Hanté par le doute, Yves était allé droit au but : Tu n’as pas dormi chez Fanny, tu étais où ? Pauline avait joué la fille qui tombe des nues, mais avec si peu de conviction, et avec une telle peur d’être découverte qu’elle s’en dévoilait elle-même. Qu’est-ce qu’on est allé te raconter… Et Yves, imperturbable, cherchant à calmer sa brûlure intérieure à coups de rasades de Cutty Sark, la mettait sur la piste, et sans la moindre ironie : Ivre morte dans la voiture d’un strip-teaseur à cinq heures du matin, je suis curieux de la suite. Elle avait tout essayé, l’indignation, la colère, elle avait vomi son dégoût de la médisance, a fortiori la médisance des proches, si pernicieuse. Yves tenait bon, reposant inlassablement la même question avec un calme qui augurait le pire. Une heure plus tard, elle avait craqué et avoué son seul crime : Oui j’étais ivre, oui il m’a proposé d’aller boire un verre ailleurs, oui j’ai dit à Fanny de me couvrir, oui oui et oui, mais je n’ai pas couché avec lui, je te supplie de me croire ! Comment s’était-elle imaginé que l’homme qui partageait sa vie depuis cinq ans allait se contenter de si peu ? Boire un verre… Les cris avaient laissé place aux sanglots mais Pauline n’avait plus rien lâché, elle avait même inversé le procès : comment l’homme qu’elle aimait, son mari, refusait-il de la croire ? A fortiori quand elle venait d’avouer une faute si inoffensive ! Elle avait bu un malheureux verre avec un inconnu qui s’était mis en tête de la ramener chez lui mais, malgré son ébriété, elle avait tenu bon. D’ailleurs, il ne lui plaisait même pas, ce type aux muscles qui sortaient de sa chemise, une caricature !

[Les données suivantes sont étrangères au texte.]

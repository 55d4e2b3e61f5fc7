//! Axis-aligned bounding box.

use crate::primitives::{Point2, Segment2, Vec2};
use num_traits::Float;

/// A 2D axis-aligned bounding box.
///
/// Defined by minimum and maximum corners. Its [`edges`](Aabb2::edges) are the
/// usual way to close a scene, e.g. the screen rectangle around a level.
#[derive(Debug, Clone, Copy, PartialEq)]
#[cfg_attr(feature = "serde", derive(serde::Serialize, serde::Deserialize))]
pub struct Aabb2<F> {
    /// Minimum corner (smallest x and y values).
    pub min: Point2<F>,
    /// Maximum corner (largest x and y values).
    pub max: Point2<F>,
}

impl<F: Float> Aabb2<F> {
    /// Creates a new AABB from min and max corners.
    ///
    /// Does not validate that min <= max.
    #[inline]
    pub fn new(min: Point2<F>, max: Point2<F>) -> Self {
        Self { min, max }
    }

    /// Creates an AABB from two arbitrary corners.
    #[inline]
    pub fn from_corners(a: Point2<F>, b: Point2<F>) -> Self {
        Self {
            min: Point2::new(a.x.min(b.x), a.y.min(b.y)),
            max: Point2::new(a.x.max(b.x), a.y.max(b.y)),
        }
    }

    /// Creates an AABB from an iterator of points.
    ///
    /// Returns `None` if the iterator is empty.
    pub fn from_points<I>(points: I) -> Option<Self>
    where
        I: IntoIterator<Item = Point2<F>>,
    {
        let mut iter = points.into_iter();
        let first = iter.next()?;

        Some(iter.fold(Self::new(first, first), Self::expand_to_include))
    }

    /// Returns the width of the AABB.
    #[inline]
    pub fn width(self) -> F {
        self.max.x - self.min.x
    }

    /// Returns the height of the AABB.
    #[inline]
    pub fn height(self) -> F {
        self.max.y - self.min.y
    }

    /// Returns the center point of the AABB.
    #[inline]
    pub fn center(self) -> Point2<F> {
        self.min.midpoint(self.max)
    }

    /// Returns a new AABB expanded to include the given point.
    #[inline]
    pub fn expand_to_include(self, p: Point2<F>) -> Self {
        Self {
            min: Point2::new(self.min.x.min(p.x), self.min.y.min(p.y)),
            max: Point2::new(self.max.x.max(p.x), self.max.y.max(p.y)),
        }
    }

    /// Returns a new AABB grown by `margin` on every side.
    #[inline]
    pub fn expand(self, margin: F) -> Self {
        let m = Vec2::new(margin, margin);
        Self {
            min: self.min - m,
            max: self.max + m,
        }
    }

    /// Returns `true` if this AABB contains the given point.
    #[inline]
    pub fn contains_point(self, p: Point2<F>) -> bool {
        p.x >= self.min.x && p.x <= self.max.x && p.y >= self.min.y && p.y <= self.max.y
    }

    /// Returns the four corners in counter-clockwise order starting at `min`.
    #[inline]
    pub fn corners(self) -> [Point2<F>; 4] {
        [
            self.min,
            Point2::new(self.max.x, self.min.y),
            self.max,
            Point2::new(self.min.x, self.max.y),
        ]
    }

    /// Returns the four boundary edges as occluding segments.
    pub fn edges(self) -> [Segment2<F>; 4] {
        let [a, b, c, d] = self.corners();
        [
            Segment2::new(a, b),
            Segment2::new(b, c),
            Segment2::new(c, d),
            Segment2::new(d, a),
        ]
    }
}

— Elle y mettait tant de conviction et de précision que j’ai eu un moment de doute. Elle m’a décrit la façon ridicule de draguer de ce gars, l’endroit dans lequel ils avaient échoué, un after comme elle disait, un bar qui ouvre quand tous les autres ferment, elle m’a même décrit les copains du type qu’ils y avaient retrouvés, et tout ce beau monde avait picolé dans une ambiance bon enfant jusqu’à midi. J’aurais tant préféré laisser défiler ce film-là. Mais Pauline m’avait menti une fois, comment la croire désormais ?

À la séance de ce jeudi soir, il n’y aurait pas de second témoignage. Une heure venait déjà de s’écouler mais personne n’avait regardé sa montre. Ceux qui avaient prévu de prendre la parole en seraient quittes pour revenir.

Malgré un ultimatum, Yves n’avait pas réussi à obtenir la vraie version de cette fin de nuit-là : Pauline n’en changerait plus. Dans un silence de mort, il avait enfilé sa parka et glissé dans une poche la bouteille de Cutty Sark. Au bord de la nausée, il avait quitté l’appartement sans même un regard vers elle et avait rejoint un petit hôtel de la rue de Tolbiac, s’était enfermé dans une chambre, le verre à la main, allongé dans un lit double, le regard perdu dans les fissures du plafond. Sa Pauline était devenue cette garce de Pauline, plus jamais il ne l’appellerait autrement, et bientôt il n’aurait plus besoin de l’appeler du tout. Mais avant d’envisager la suite et fin de leur histoire commune, il lui fallait une certitude.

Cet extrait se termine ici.